1. 21
  1.  

  2. 4

    As far as I can tell, underneath the actor model Pony is feeding multiple native threads using a work stealing algorithm? Basically: does Pony have parallelism, and not just green threads?

    And what is the story with frame pointers? I’d like to know if DTrace can be used on it.

    1. 5

      There was actually a pretty interesting article posted the other about dtrace and Pony.

      https://lobste.rs/s/d5ndrg/dynamic_tracing_pony_python_program_with

      1. 3

        Yes, multiple native threads with a work stealing algorithm. Pony has parallelism.

        1. 3

          To build on doublec’s comment… there are no green threads in the Pony runtime.

          1. 1

            A few more questions, if you don’t mind. I wasn’t able to find answers to these with preliminary Googling:

            Are floats boxed in Pony? Does Pony support multidimensional arrays? Is the GC a copying collector, or do objects stay where they were allocated? How difficult would it be to create objects over existing data in memory (i.e. a mmapped file)? And does Pony use %rbp as a base pointer, or rely entirely on DWARF to figure out a stack frame?

            1. 2
              • Are floats boxed in Pony?

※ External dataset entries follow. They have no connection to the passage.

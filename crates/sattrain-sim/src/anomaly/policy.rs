//! Difficulty-derived injection policy.
//!
//! Beginner sessions are not special-cased anywhere: their policy simply has
//! `enabled: false`, so the injector keeps a single code path.

use crate::anomaly::{AnomalyCategory, AnomalyDefinition, Severity};
use crate::core::Difficulty;
use serde::{Deserialize, Serialize};
use std::time::Duration;

#[derive(Debug, Clone, PartialEq, Serialize, Deserialize)]
#[serde(rename_all = "camelCase")]
pub struct InjectionPolicy {
    pub enabled: bool,
    /// Probability of injecting on each check, in [0, 1].
    pub probability: f64,
    pub max_concurrent: usize,
    pub severities: Vec<Severity>,
    pub categories: Vec<AnomalyCategory>,
    pub check_interval_ms: u64,
}

impl InjectionPolicy {
    pub fn for_difficulty(difficulty: Difficulty) -> Self {
        use AnomalyCategory::*;

        match difficulty {
            Difficulty::Beginner => Self {
                enabled: false,
                probability: 0.0,
                max_concurrent: 0,
                severities: Vec::new(),
                categories: Vec::new(),
                check_interval_ms: 60_000,
            },
            Difficulty::Intermediate => Self {
                enabled: true,
                probability: 0.15,
                max_concurrent: 1,
                severities: vec![Severity::Warning],
                categories: vec![Power, Attitude, Thermal, Communications],
                check_interval_ms: 45_000,
            },
            Difficulty::Advanced => Self {
                enabled: true,
                probability: 0.25,
                max_concurrent: 2,
                severities: vec![Severity::Warning, Severity::Critical],
                categories: AnomalyCategory::ALL.to_vec(),
                check_interval_ms: 30_000,
            },
            Difficulty::Expert => Self {
                enabled: true,
                probability: 0.4,
                max_concurrent: 3,
                severities: vec![Severity::Warning, Severity::Critical],
                categories: AnomalyCategory::ALL.to_vec(),
                check_interval_ms: 20_000,
            },
        }
    }

    pub fn check_interval(&self) -> Duration {
        Duration::from_millis(self.check_interval_ms.max(1))
    }

    /// Whether a fault type may be injected under this policy.
    pub fn allows(&self, definition: &AnomalyDefinition) -> bool {
        self.severities.contains(&definition.severity)
            && self.categories.contains(&definition.category)
    }
}
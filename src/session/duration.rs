use parking_lot::Mutex;
use std::sync::atomic::{AtomicU64, Ordering};
use std::sync::Arc;
use std::time::Duration;
use tokio::time::{interval_at, Instant, MissedTickBehavior};
use tokio_util::sync::CancellationToken;
use tracing::debug;

struct Ticker {
    generation: u64,
    token: CancellationToken,
}

struct Inner {
    elapsed: AtomicU64,
    ticker: Mutex<Option<Ticker>>,
    next_generation: AtomicU64,
}

/// Once-per-second counter for the active call.
///
/// Each `start` gets a fresh generation; a tick from a superseded ticker is
/// discarded under the same lock `stop` takes, so a stopped tracker never
/// reads anything but zero.
#[derive(Clone)]
pub struct DurationTracker {
    inner: Arc<Inner>,
}

impl Inner {
    fn tick(&self, generation: u64) -> bool {
        let ticker = self.ticker.lock();
        match ticker.as_ref() {
            Some(current) if current.generation == generation => {
                self.elapsed.fetch_add(1, Ordering::SeqCst);
                true
            }
            _ => false,
        }
    }
}

impl Default for DurationTracker {
    fn default() -> Self {
        Self::new()
    }
}

impl DurationTracker {
    pub fn new() -> Self {
        Self {
            inner: Arc::new(Inner {
                elapsed: AtomicU64::new(0),
                ticker: Mutex::new(None),
                next_generation: AtomicU64::new(1),
            }),
        }
    }

    /// Reset to zero and start counting. Restarts if already running.
    pub fn start(&self) {
        let generation = self.inner.next_generation.fetch_add(1, Ordering::SeqCst);
        let token = CancellationToken::new();
        {
            let mut ticker = self.inner.ticker.lock();
            if let Some(previous) = ticker.take() {
                previous.token.cancel();
            }
            self.inner.elapsed.store(0, Ordering::SeqCst);
            *ticker = Some(Ticker {
                generation,
                token: token.clone(),
            });
        }

        let inner = self.inner.clone();
        tokio::spawn(async move {
            let period = Duration::from_secs(1);
            let mut interval = interval_at(Instant::now() + period, period);
            interval.set_missed_tick_behavior(MissedTickBehavior::Burst);
            loop {
                tokio::select! {
                    _ = token.cancelled() => break,
                    _ = interval.tick() => {
                        if !inner.tick(generation) {
                            break;
                        }
                    }
                }
            }
            debug!(generation, "duration ticker stopped");
        });
    }

    /// Stop counting and reset to zero. Safe to call when not running.
    pub fn stop(&self) {
        let mut ticker = self.inner.ticker.lock();
        if let Some(previous) = ticker.take() {
            previous.token.cancel();
        }
        self.inner.elapsed.store(0, Ordering::SeqCst);
    }

    pub fn is_running(&self) -> bool {
        self.inner.ticker.lock().is_some()
    }

    pub fn elapsed(&self) -> u64 {
        self.inner.elapsed.load(Ordering::SeqCst)
    }

    pub fn formatted(&self) -> String {
        format_duration(self.elapsed())
    }
}

/// `mm:ss` with unbounded minutes.
pub fn format_duration(secs: u64) -> String {
    format!("{:02}:{:02}", secs / 60, secs % 60)
}
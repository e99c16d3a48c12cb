use crate::config::RetryConfig;
use crate::error::CallResult;
use parking_lot::Mutex;
use futures::future::BoxFuture;
use rand::Rng;
use std::sync::atomic::{AtomicU64, Ordering};
use std::sync::Arc;
use std::time::Duration;
use tokio::select;
use tokio::time::sleep;
use tokio_util::sync::CancellationToken;
use tracing::{debug, info, warn};

pub type RefreshFuture = BoxFuture<'static, CallResult<()>>;
pub type RefreshJob = Arc<dyn Fn() -> RefreshFuture + Send + Sync>;

/// Decides whether a failed refresh is attempted again, and when.
pub trait RetryPolicy: Send + Sync {
    /// `attempt` is the zero-based index of the attempt that just failed.
    fn next_delay(&self, attempt: u32) -> Option<Duration>;
}

/// A failed refresh leaves the connection degraded until reconnected by hand.
#[derive(Debug, Default, Clone, Copy)]
pub struct NoRetry;

impl RetryPolicy for NoRetry {
    fn next_delay(&self, _attempt: u32) -> Option<Duration> {
        None
    }
}

#[derive(Debug, Clone, Copy)]
pub struct ExponentialBackoff {
    pub max_attempts: u32,
    pub base: Duration,
    pub max: Duration,
}

impl RetryPolicy for ExponentialBackoff {
    fn next_delay(&self, attempt: u32) -> Option<Duration> {
        if attempt + 1 >= self.max_attempts {
            return None;
        }
        let factor = 1u32.checked_shl(attempt).unwrap_or(u32::MAX);
        let delay = self.base.saturating_mul(factor).min(self.max);
        // up to 10% jitter so many consoles do not hit the token endpoint together
        let jitter_ms = delay.as_millis() as u64 / 10;
        let jitter = if jitter_ms > 0 {
            rand::rng().random_range(0..=jitter_ms)
        } else {
            0
        };
        Some((delay + Duration::from_millis(jitter)).min(self.max))
    }
}

pub fn retry_policy(config: &RetryConfig) -> Arc<dyn RetryPolicy> {
    match config {
        RetryConfig::None => Arc::new(NoRetry),
        RetryConfig::Backoff {
            max_attempts,
            base_ms,
            max_ms,
        } => Arc::new(ExponentialBackoff {
            max_attempts: *max_attempts,
            base: Duration::from_millis(*base_ms),
            max: Duration::from_millis(max_ms.unwrap_or(60_000)),
        }),
    }
}

struct Pending {
    generation: u64,
    token: CancellationToken,
}

struct Inner {
    pending: Mutex<Option<Pending>>,
    next_generation: AtomicU64,
    policy: Arc<dyn RetryPolicy>,
}

/// Single pending credential refresh timer.
///
/// Scheduling always cancels the previous timer. A timer that fires detaches
/// itself before running the job, so the job may freely cancel or reschedule
/// (the reconnect it performs does both) without cancelling itself.
#[derive(Clone)]
pub struct TokenRefreshScheduler {
    inner: Arc<Inner>,
}

impl Default for TokenRefreshScheduler {
    fn default() -> Self {
        Self::new(Arc::new(NoRetry))
    }
}

impl TokenRefreshScheduler {
    pub fn new(policy: Arc<dyn RetryPolicy>) -> Self {
        Self {
            inner: Arc::new(Inner {
                pending: Mutex::new(None),
                next_generation: AtomicU64::new(1),
                policy,
            }),
        }
    }

    pub fn schedule(&self, job: RefreshJob, delay: Duration) {
        self.arm(job, delay, 0);
    }

    fn arm(&self, job: RefreshJob, delay: Duration, attempt: u32) {
        let generation = self.inner.next_generation.fetch_add(1, Ordering::SeqCst);
        let token = CancellationToken::new();
        {
            let mut pending = self.inner.pending.lock();
            if let Some(previous) = pending.take() {
                debug!(generation = previous.generation, "replacing pending refresh");
                previous.token.cancel();
            }
            *pending = Some(Pending {
                generation,
                token: token.clone(),
            });
        }
        debug!(
            generation,
            attempt,
            delay_secs = delay.as_secs(),
            "credential refresh scheduled"
        );

        let scheduler = self.clone();
        tokio::spawn(async move {
            select! {
                _ = token.cancelled() => return,
                _ = sleep(delay) => {}
            }
            if !scheduler.detach(generation) {
                return;
            }
            info!(generation, attempt, "refreshing credential");
            if let Err(e) = job().await {
                match scheduler.inner.policy.next_delay(attempt) {
                    Some(retry_in) => {
                        warn!(
                            attempt,
                            retry_in_ms = retry_in.as_millis() as u64,
                            "credential refresh failed, retrying: {}",
                            e
                        );
                        scheduler.arm(job, retry_in, attempt + 1);
                    }
                    None => {
                        warn!(attempt, "credential refresh failed, giving up: {}", e);
                    }
                }
            }
        });
    }

    fn detach(&self, generation: u64) -> bool {
        let mut pending = self.inner.pending.lock();
        match pending.as_ref() {
            Some(current) if current.generation == generation => {
                pending.take();
                true
            }
            _ => false,
        }
    }

    pub fn cancel(&self) {
        if let Some(previous) = self.inner.pending.lock().take() {
            debug!(generation = previous.generation, "credential refresh cancelled");
            previous.token.cancel();
        }
    }

    pub fn is_pending(&self) -> bool {
        self.inner.pending.lock().is_some()
    }
}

              It depends. A float could end up boxed but F32 and F64 are not boxed by default. https://www.ponylang.org/reference/pony-performance-cheatsheet/#boxing-machine-words

              • Does Pony support multidimensional arrays?

              You could design a class to do it, but there’s not builtin type for them. There’s a RFC process to can be used to add new features. https://github.com/ponylang/rfcs/

              • How difficult would it be to create objects over existing data in memory (i.e. a mmapped file)?

              It depends.

              You’d might need to have access to be able to operate on pointers to do it. This is currently limited to some builtin classes like String and Array. We are planning on adding a capability that would allow non-builtin classes to use Pointers within Pony (as compared to C-FFI).

              OTOH, you might be able to do it now. Really it depends on what you would need to do. If you could represent the memory mapped file as an Array, (which you probably can), then you should be able to leverage existing functionality to do what you want.

              • And does Pony use %rbp as a base pointer, or rely entirely on DWARF to figure out a stack frame?

              That I can’t answer. I’ve never gone looking. Pony uses LLVM. I’ve never had a need to check out what is happening yet.